Recent studies have shown these natural drainpipes, called moulins, can speed up the slow seaward march of the grinding ice by lubricating the interface with bedrock below. The faster that ice flows, the faster seas rise. Now, though, a new Dutch study of 17 years of satellite measurements of ice movement in western Greenland concludes that the speedup of the ice is a transient summertime phenomenon, with the overall yearly movement of the grinding glaciers not changing, and actually dropping slightly in some places, when measured over longer time spans.
The above-quoted article was apparently published both in the Times' print and on-line editions. In the online edition, Mr. Revkin--so as not to be politically incorrect, which of course would be a no-no at the Times-- publishes, among other things, these "insigtful" comments by experts on the loss of one of their sturdiest sky-is-falling arguments:
Richard B. Alley, an expert on Greenland’s ice sheet at Penn State, told me it’s still possible that flows of meltwater from surface lakes could start large areas of ice moving seaward, particularly if the melt zones continue to expand inland as they have been doing for years now.

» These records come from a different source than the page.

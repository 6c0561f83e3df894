//! Byte-level encodings shared with the engine.
//!
//! Dense buffers are raw little-endian element arrays with no header. Sparse
//! vectors travel as two buffers of equal element count: `u32` indices and
//! values in the element type. Byte-string sequences carry a `u32`
//! little-endian length prefix per item.

use half::f16;
use thiserror::Error;

#[derive(Error, Debug, Clone, PartialEq, Eq)]
pub enum CodecError {
    #[error("buffer of {len} bytes is not a multiple of the {width}-byte element width")]
    Misaligned { len: usize, width: usize },

    #[error("expected exactly {expected} bytes, got {actual}")]
    WrongLength { expected: usize, actual: usize },

    #[error("sparse buffers disagree: {indices} indices vs {values} values")]
    SparseLengthMismatch { indices: usize, values: usize },

    #[error("truncated length-prefixed sequence at byte {offset}")]
    Truncated { offset: usize },

    #[error("invalid boolean byte {0:#04x}")]
    InvalidBool(u8),

    #[error("invalid UTF-8: {0}")]
    InvalidUtf8(String),

    #[error("value {value} out of range for {target}")]
    OutOfRange { value: i64, target: &'static str },

    #[error("expected a {expected} buffer")]
    ShapeMismatch { expected: &'static str },
}

/// An encoded field value as exchanged with the engine.
#[derive(Debug, Clone, PartialEq, Eq)]
pub enum Encoded {
    Dense(Vec<u8>),
    Sparse { indices: Vec<u8>, values: Vec<u8> },
}

impl Encoded {
    pub fn byte_len(&self) -> usize {
        match self {
            Encoded::Dense(b) => b.len(),
            Encoded::Sparse { indices, values } => indices.len() + values.len(),
        }
    }

    pub fn dense(&self) -> Result<&[u8], CodecError> {
        match self {
            Encoded::Dense(b) => Ok(b),
            Encoded::Sparse { .. } => Err(CodecError::ShapeMismatch { expected: "dense" }),
        }
    }

    pub fn sparse(&self) -> Result<(&[u8], &[u8]), CodecError> {
        match self {
            Encoded::Sparse { indices, values } => Ok((indices, values)),
            Encoded::Dense(_) => Err(CodecError::ShapeMismatch { expected: "sparse" }),
        }
    }
}

/// Fixed-width numeric element with a little-endian wire form.
pub trait LeElement: Copy {
    const WIDTH: usize;

    fn put_le(self, out: &mut Vec<u8>);

    /// `bytes` is exactly `WIDTH` long.
    fn get_le(bytes: &[u8]) -> Self;
}

macro_rules! le_element {
    ($($t:ty => $w:expr),* $(,)?) => {
        $(
            impl LeElement for $t {
                const WIDTH: usize = $w;

                #[inline]
                fn put_le(self, out: &mut Vec<u8>) {
                    out.extend_from_slice(&self.to_le_bytes());
                }

                #[inline]
                fn get_le(bytes: &[u8]) -> Self {
                    let mut raw = [0u8; $w];
                    raw.copy_from_slice(bytes);
                    <$t>::from_le_bytes(raw)
                }
            }
        )*
    };
}

le_element!(
    i8 => 1,
    i16 => 2,
    i32 => 4,
    i64 => 8,
    u32 => 4,
    u64 => 8,
    f16 => 2,
    f32 => 4,
    f64 => 8,
);

pub fn encode_slice<T: LeElement>(values: &[T]) -> Vec<u8> {
    let mut out = Vec::with_capacity(values.len() * T::WIDTH);
    for &v in values {
        v.put_le(&mut out);
    }
    out
}

pub fn decode_slice<T: LeElement>(bytes: &[u8]) -> Result<Vec<T>, CodecError> {
    if bytes.len() % T::WIDTH != 0 {
        return Err(CodecError::Misaligned {
            len: bytes.len(),
            width: T::WIDTH,
        });
    }
    Ok(bytes.chunks_exact(T::WIDTH).map(T::get_le).collect())
}

pub fn encode_scalar<T: LeElement>(value: T) -> Vec<u8> {
    let mut out = Vec::with_capacity(T::WIDTH);
    value.put_le(&mut out);
    out
}

pub fn decode_scalar<T: LeElement>(bytes: &[u8]) -> Result<T, CodecError> {
    if bytes.len() != T::WIDTH {
        return Err(CodecError::WrongLength {
            expected: T::WIDTH,
            actual: bytes.len(),
        });
    }
    Ok(T::get_le(bytes))
}

#[inline]
pub fn encode_bools(values: &[bool]) -> Vec<u8> {
    values.iter().map(|&b| u8::from(b)).collect()
}

pub fn decode_bools(bytes: &[u8]) -> Result<Vec<bool>, CodecError> {
    bytes
        .iter()
        .map(|&b| match b {
            0 => Ok(false),
            1 => Ok(true),
            other => Err(CodecError::InvalidBool(other)),
        })
        .collect()
}

pub fn encode_byte_strings<B: AsRef<[u8]>>(items: &[B]) -> Vec<u8> {
    let total: usize = items.iter().map(|i| 4 + i.as_ref().len()).sum();
    let mut out = Vec::with_capacity(total);
    for item in items {
        let item = item.as_ref();
        // Lengths beyond u32 cannot be produced by the engine either.
        (item.len() as u32).put_le(&mut out);
        out.extend_from_slice(item);
    }
    out
}

pub fn decode_byte_strings(bytes: &[u8]) -> Result<Vec<Vec<u8>>, CodecError> {
    let mut items = Vec::new();
    let mut offset = 0;
    while offset < bytes.len() {
        let header = bytes
            .get(offset..offset + 4)
            .ok_or(CodecError::Truncated { offset })?;
        let len = u32::get_le(header) as usize;
        let start = offset + 4;
        let item = bytes
            .get(start..start + len)
            .ok_or(CodecError::Truncated { offset })?;
        items.push(item.to_vec());
        offset = start + len;
    }
    Ok(items)
}

pub fn encode_strings(items: &[String]) -> Vec<u8> {
    encode_byte_strings(items)
}

pub fn decode_strings(bytes: &[u8]) -> Result<Vec<String>, CodecError> {
    decode_byte_strings(bytes)?
        .into_iter()
        .map(|raw| String::from_utf8(raw).map_err(|e| CodecError::InvalidUtf8(e.to_string())))
        .collect()
}

pub fn encode_sparse<T: LeElement>(indices: &[u32], values: &[T]) -> Encoded {
    Encoded::Sparse {
        indices: encode_slice(indices),
        values: encode_slice(values),
    }
}

pub fn decode_sparse<T: LeElement>(
    indices: &[u8],
    values: &[u8],
) -> Result<(Vec<u32>, Vec<T>), CodecError> {
    let idx = decode_slice::<u32>(indices)?;
    let vals = decode_slice::<T>(values)?;
    if idx.len() != vals.len() {
        return Err(CodecError::SparseLengthMismatch {
            indices: idx.len(),
            values: vals.len(),
        });
    }
    Ok((idx, vals))
}

/// Narrows to binary16 with round-to-nearest-even.
#[inline]
pub fn narrow_f16(v: f32) -> f16 {
    f16::from_f32(v)
}

#[inline]
pub fn widen_f16(v: f16) -> f32 {
    v.to_f32()
}

/// INT4 values are carried one per signed byte and must fit in a nibble.
pub fn check_int4(values: &[i8]) -> Result<(), CodecError> {
    match values.iter().find(|v| !(-8..=7).contains(*v)) {
        Some(&v) => Err(CodecError::OutOfRange {
            value: i64::from(v),
            target: "INT4",
        }),
        None => Ok(()),
    }
}

#[cfg(test)]
mod tests {
    use super::*;

    #[test]
    fn test_dense_f32_is_raw_little_endian() {
        let buf = encode_slice(&[1.0f32, -2.5]);
        assert_eq!(buf.len(), 8);
        assert_eq!(&buf[0..4], &1.0f32.to_le_bytes());
        assert_eq!(&buf[4..8], &(-2.5f32).to_le_bytes());
        assert_eq!(decode_slice::<f32>(&buf).unwrap(), vec![1.0, -2.5]);
    }

    #[test]
    fn test_misaligned_buffer_rejected() {
        let err = decode_slice::<f32>(&[0u8; 6]).unwrap_err();
        assert_eq!(err, CodecError::Misaligned { len: 6, width: 4 });
    }

    #[test]
    fn test_sparse_buffers_must_agree() {
        let indices = encode_slice(&[0u32, 7]);
        let values = encode_slice(&[0.5f32]);
        let err = decode_sparse::<f32>(&indices, &values).unwrap_err();
        assert_eq!(err, CodecError::SparseLengthMismatch { indices: 2, values: 1 });
    }

    #[test]
    fn test_sparse_preserves_index_order() {
        let Encoded::Sparse { indices, values } = encode_sparse(&[9u32, 2, 5], &[1.0f32, 2.0, 3.0]) else {
            panic!("expected sparse encoding");
        };
        let (idx, vals) = decode_sparse::<f32>(&indices, &values).unwrap();
        assert_eq!(idx, vec![9, 2, 5]);
        assert_eq!(vals, vec![1.0, 2.0, 3.0]);
    }

    #[test]
    fn test_length_prefixed_strings() {
        let items = vec!["a".to_string(), String::new(), "héllo".to_string()];
        let buf = encode_strings(&items);
        assert_eq!(&buf[0..4], &1u32.to_le_bytes());
        assert_eq!(decode_strings(&buf).unwrap(), items);
    }

    #[test]
    fn test_truncated_strings_rejected() {
        let mut buf = encode_strings(&["abc".to_string()]);
        buf.pop();
        assert!(matches!(decode_strings(&buf), Err(CodecError::Truncated { offset: 0 })));
    }

    #[test]
    fn test_bools() {
        assert_eq!(decode_bools(&encode_bools(&[true, false])).unwrap(), vec![true, false]);
        assert_eq!(decode_bools(&[2]).unwrap_err(), CodecError::InvalidBool(2));
    }

    #[test]
    fn test_f16_rounding_is_fixed_point() {
        for v in [0.1f32, 1.0 / 3.0, 65504.0, -0.000_061_035_156, 1234.567] {
            let once = widen_f16(narrow_f16(v));
            let twice = widen_f16(narrow_f16(once));
            assert_eq!(once.to_bits(), twice.to_bits());
        }
        assert_eq!(widen_f16(narrow_f16(0.5)), 0.5);
    }

    #[test]
    fn test_scalar_width_checked() {
        assert_eq!(decode_scalar::<i32>(&encode_scalar(-7i32)).unwrap(), -7);
        assert!(decode_scalar::<i64>(&[0u8; 4]).is_err());
    }

    #[test]
    fn test_int4_range() {
        assert!(check_int4(&[-8, 0, 7]).is_ok());
        assert!(check_int4(&[8]).is_err());
    }
}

Dr. van de Wal said the picture of what makes Greenland’s ice stable or unstable is still evolving. “This time we do not predict a disaster, but who knows what the next finding will [teach] us,” he said.
(emphases added).
Shall we say, er, pathetic reasoning if these comments are designed to justify impoverishing society to fight a now-admittedly uncertain "climate change". Insofar as "who knows what the next finding will [teach] us"--that the global-warming scare is a hoax?